EXCERPTED DATA>

----

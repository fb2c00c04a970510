//! `jobguard-core` — uniqueness building blocks for background jobs.
//!
//! This crate contains the **pure** parts of duplicate suppression: the job
//! request model, fingerprint derivation, per-job-type uniqueness options and
//! the global configuration object. Store access and orchestration live in
//! `jobguard-infra`.

pub mod clock;
pub mod config;
pub mod error;
pub mod fingerprint;
pub mod id;
pub mod options;
pub mod request;
pub mod timestamp;

pub use clock::{Clock, ManualClock, SystemClock};
pub use config::UniqueJobsConfig;
pub use error::{ConfigError, ConfigResult};
pub use fingerprint::{Fingerprint, FingerprintGenerator, SCHEDULED_SUFFIX};
pub use id::JobId;
pub use options::{
    ArgsFilterFn, ArgsFilterRegistry, ArgsReducer, ResolvedUniqueness, UniqueArgs, UniqueOptions,
    WorkerRegistry,
};
pub use request::JobRequest;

----

ASSIGNMENT> Every record above needs to be returned in full, exactly.

REPLY>
repository fb2c00c04a970510
//! `jobguard-core` — uniqueness building blocks for background jobs.
//!
//! This crate contains the **pure** parts of duplicate suppression: the job
//! request model, fingerprint derivation, per-job-type uniqueness options and
//! the global configuration object. Store access and orchestration live in
//! `jobguard-infra`.

pub mod clock;
pub mod config;
pub mod error;
pub mod fingerprint;
pub mod id;
pub mod options;
pub mod request;
pub mod timestamp;

pub use clock::{Clock, ManualClock, SystemClock};
pub use config::UniqueJobsConfig;
pub use error::{ConfigError, ConfigResult};
pub use fingerprint::{Fingerprint, FingerprintGenerator, SCHEDULED_SUFFIX};
pub use id::JobId;
pub use options::{
    ArgsFilterFn, ArgsFilterRegistry, ArgsReducer, ResolvedUniqueness, UniqueArgs, UniqueOptions,
    WorkerRegistry,
};
pub use request::JobRequest;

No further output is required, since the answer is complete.